Reason or Excuse

I owe this concept to a poem that Lawrence Illoc recently posted in his blog  Being Bipolar: Trying to Break the Stigma.  A bipolar blog written by a bipolar.  In his poem, he says that context determines which (reason or excuse) is used and maybe the two are really the same.

reason-no good

I think a common example of this is when we blame the victim for the crime.  If she were not wearing that:

  • short dress
  • heavy make-up
  • tight outfit
  • all of the above

she would not have been sexually assaulted.

If poor people were not

  • lazy
  • stupid
  • drug-users
  • all of the above

they would not be on welfare.

When we fail to pay attention in traffic, it is our nature to blame the pedestrian, the other driver(s), the weather–anyone but ourselves.  The fact that we were trying to pass, reaching for something we dropped (never mind talking on the phone, reading, texting, watching a video or the GPS), is irrelevant to what may have happened.

Sometimes we exercise the proverbial “white lie” because we do not want to do something, attend something, make something, or buy something.   We find excuses like health issues, traffic, previous commitments, electronic failures, etc rather than admit  we just did not want to be bothered.   Most of us do  not want to hurt the feelings of friends or family.  We also have the right to just say no–I’m:  tired, over-committed, not interested, do not care for that type of activity or food, etc.

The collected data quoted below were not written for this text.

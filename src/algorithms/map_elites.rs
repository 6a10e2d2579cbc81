//! MAP-Elites archive for quality-diversity runs.
//!
//! MAP-Elites (Multi-dimensional Archive of Phenotypic Elites) keeps, for every
//! cell of a discretized behaviour space, the best individual found so far.
//! Here the archive decorates the ordinary generational loop instead of
//! replacing it: every evaluated individual is offered to the archive, and
//! replacement can use the same cell mapping to keep one survivor per niche
//! before filling up by fitness (see
//! [`ReplacementPolicy::replace`](crate::ReplacementPolicy::replace)).
//!
//! # Key Concepts
//!
//! - **Behavioral Descriptor**: A vector of values (typically in `[0.0, 1.0]`) that
//!   characterizes *how* a solution behaves, not just *how well* it performs
//! - **Resolution**: The number of bins per descriptor dimension
//!
//! # References
//!
//! Mouret, J.-B., & Clune, J. (2015). Illuminating search spaces by mapping elites.
//! arXiv preprint arXiv:1504.04909.

use crate::{Genotype, Individual};
use serde::{Deserialize, Serialize};
use std::cmp::Ordering;
use std::collections::BTreeMap;

/// Maps a behavioral descriptor to cell indices.
///
/// Descriptor values are clamped to `[0.0, 1.0]` and discretized into
/// `resolution` bins. NaN lands in bin 0.
///
/// # Example
///
/// ```rust
/// use symbios_evolve::algorithms::map_elites::cell_index;
/// assert_eq!(cell_index(&[0.25, 0.75], 10), vec![2, 7]);
/// assert_eq!(cell_index(&[1.0, -3.0], 10), vec![9, 0]);
/// ```
pub fn cell_index(descriptor: &[f32], resolution: usize) -> Vec<usize> {
    descriptor
        .iter()
        .map(|&v| {
            let v = if v.is_nan() { 0.0 } else { v };
            let scaled = v.clamp(0.0, 1.0) * resolution as f32;
            (scaled.floor() as usize).min(resolution.saturating_sub(1))
        })
        .collect()
}

/// Archive of elites indexed by descriptor cell.
///
/// # Determinism
///
/// Cells live in a [`BTreeMap`], so iteration order is the sorted cell order
/// and does not depend on insertion history.
#[derive(Clone, Debug, Serialize, Deserialize)]
#[serde(bound = "G: Genotype")]
pub struct EliteArchive<G: Genotype> {
    archive: BTreeMap<Vec<usize>, Individual<G>>,
    resolution: usize,
}

impl<G: Genotype> EliteArchive<G> {
    /// Creates an empty archive.
    ///
    /// # Panics
    ///
    /// Panics if `resolution` is 0. Configuration validation rejects that
    /// value before a driver ever builds an archive.
    pub fn new(resolution: usize) -> Self {
        assert!(resolution > 0, "resolution must be greater than 0");
        Self {
            archive: BTreeMap::new(),
            resolution,
        }
    }

    /// Returns the resolution (bins per descriptor dimension).
    pub fn resolution(&self) -> usize {
        self.resolution
    }

    pub fn map_to_index(&self, descriptor: &[f32]) -> Vec<usize> {
        cell_index(descriptor, self.resolution)
    }

    /// Offers an individual to its cell.
    ///
    /// Unevaluated individuals are ignored. An occupied cell only changes
    /// hands for strictly better fitness. Returns whether the archive changed.
    pub fn insert(&mut self, individual: &Individual<G>) -> bool {
        if individual.fitness.is_none() {
            return false;
        }
        let idx = self.map_to_index(&individual.descriptor);
        if self
            .archive
            .get(&idx)
            .is_none_or(|existing| individual.rank_cmp(existing) == Ordering::Greater)
        {
            self.archive.insert(idx, individual.clone());
            true
        } else {
            false
        }
    }

    /// Returns the number of occupied cells, not the total grid size.
    pub fn len(&self) -> usize {
        self.archive.len()
    }

    pub fn is_empty(&self) -> bool {
        self.archive.is_empty()
    }

    /// Gets the elite of a cell, or `None` if the cell is empty.
    pub fn get(&self, key: &[usize]) -> Option<&Individual<G>> {
        self.archive.get(key)
    }

    /// Returns an iterator over all (cell, elite) pairs in sorted cell order.
    pub fn iter(&self) -> impl Iterator<Item = (&Vec<usize>, &Individual<G>)> {
        self.archive.iter()
    }

    /// Returns the elite with the highest fitness across all cells.
    pub fn best_by_fitness(&self) -> Option<&Individual<G>> {
        self.archive.values().max_by(|a, b| a.rank_cmp(b))
    }
}
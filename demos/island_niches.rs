use rand::Rng;
use symbios_evolve::dissimilarity::{DissimilarityMethod, dissimilarity_matrix};
use symbios_evolve::variation::seeded;
use symbios_evolve::{Evaluation, EvolutionConfig, EvolutionDriver, Oracle, OracleError};

/// A point in the unit square. Rastrigin-like fitness, the position itself
/// is the behavioural descriptor.
struct Landscape;

impl Oracle<[f32; 2]> for Landscape {
    fn mutate<R: Rng>(&self, g: &[f32; 2], rng: &mut R) -> Result<[f32; 2], OracleError> {
        let mut g = *g;
        let axis = rng.random_range(0..2);
        g[axis] += rng.random_range(-0.1..0.1);
        Ok(g)
    }

    fn crossover<R: Rng>(&self, a: &[f32; 2], b: &[f32; 2], rng: &mut R) -> Result<[f32; 2], OracleError> {
        let t = rng.random::<f32>();
        Ok([a[0] + t * (b[0] - a[0]), a[1] + t * (b[1] - a[1])])
    }

    fn evaluate(&self, g: &[f32; 2]) -> Result<Evaluation, OracleError> {
        let x = g[0] * 10.0 - 5.0;
        let y = g[1] * 10.0 - 5.0;
        let fitness = -(20.0 + x * x + y * y
            - 10.0 * (x * 2.0 * std::f32::consts::PI).cos()
            - 10.0 * (y * 2.0 * std::f32::consts::PI).cos());
        Ok(Evaluation::new(vec![fitness]).with_descriptor(g.to_vec()))
    }

    fn is_valid(&self, g: &[f32; 2]) -> bool {
        g.iter().all(|v| (0.0..=1.0).contains(v))
    }

    fn dissimilarity(&self, a: &[f32; 2], b: &[f32; 2]) -> Result<f32, OracleError> {
        Ok(((a[0] - b[0]).powi(2) + (a[1] - b[1]).powi(2)).sqrt())
    }
}

const CONFIG: &str = r#"{
    "population_size": 60,
    "generation_limit": 100,
    "mutation_rate": 0.9,
    "crossover_rate": 0.3,
    "selection": { "kind": "tournament", "size": 3 },
    "replacement": {
        "kind": "island",
        "islands": 3,
        "migration_interval": 10,
        "migrants": 2,
        "elitism": 2
    },
    "evaluation_workers": 4,
    "quality_diversity": { "resolution": 10 },
    "seed": 7
}"#;

fn main() {
    let config = match EvolutionConfig::from_json_str(CONFIG) {
        Ok(config) => config,
        Err(err) => {
            eprintln!("{err}");
            return;
        }
    };

    let mut driver = match EvolutionDriver::new(config, Landscape, seeded([0.5, 0.5], 20)) {
        Ok(driver) => driver,
        Err(err) => {
            eprintln!("{err}");
            return;
        }
    };
    let report = match driver.run() {
        Ok(report) => report,
        Err(err) => {
            eprintln!("run failed: {err}");
            return;
        }
    };

    for summary in report.summaries.iter().step_by(10) {
        println!(
            "Gen {:>3}: best {:?}, niches {:?}",
            summary.generation, summary.best, summary.archive_size
        );
    }

    for island in 0..3 {
        let members: Vec<_> = report
            .population
            .iter()
            .filter(|m| m.island == island)
            .cloned()
            .collect();
        let spread = match dissimilarity_matrix(&Landscape, &members, DissimilarityMethod::Genetic) {
            Ok(matrix) => {
                let n = matrix.len().max(1);
                matrix.iter().flatten().sum::<f32>() / (n * n) as f32
            }
            Err(err) => {
                eprintln!("{err}");
                continue;
            }
        };
        println!("Island {island}: {} members, mean distance {spread:.3}", members.len());
    }

    if let Some(archive) = &report.archive {
        println!("Archive: {} occupied cells", archive.len());
        if let Some(elite) = archive.best_by_fitness() {
            println!(
                "Best elite at ({:.3}, {:.3}) with fitness {:?}",
                elite.genotype[0],
                elite.genotype[1],
                elite.primary_fitness()
            );
        }
    }
}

You have a choice:  Excuse or Reason.  Which will you chose?

Binary options

 

 

4 thoughts on “Reason or Excuse”

  1. This is a tough one. Externalizing discomfort is an important strategy for relieving stress and keeping sanity/peace in your life. Psychologists advise us not to keep things bottled up, because they do more harm over time than simply letting off steam a little at a time. It’s not just a matter of self-preservation. Besides, each of those excuses may be a self-serving rationalization but it also contains a germ of truth. We can maintain social balance on a personal, family, neighborhood, or national level by giving ourselves and each other plausible ways to back away from open conflict.
    At the same time, a hasty response to stress can often be hurtful or even dangerous. Men are typically better at externalizing than women, possibly because women are raised to be more sensitive to each other’s feelings. As a result, men can be more prone to rash and argumentative actions, possibly relieving their own stress while giving it to other people. An excuse or a little white lie gives you time to think things through, as well as a chance that stress may relieve itself if you just relax.
    Knowing when to stand up and shout and when to be patient and let things slide is perhaps our greatest challenge. It’s certainly mine.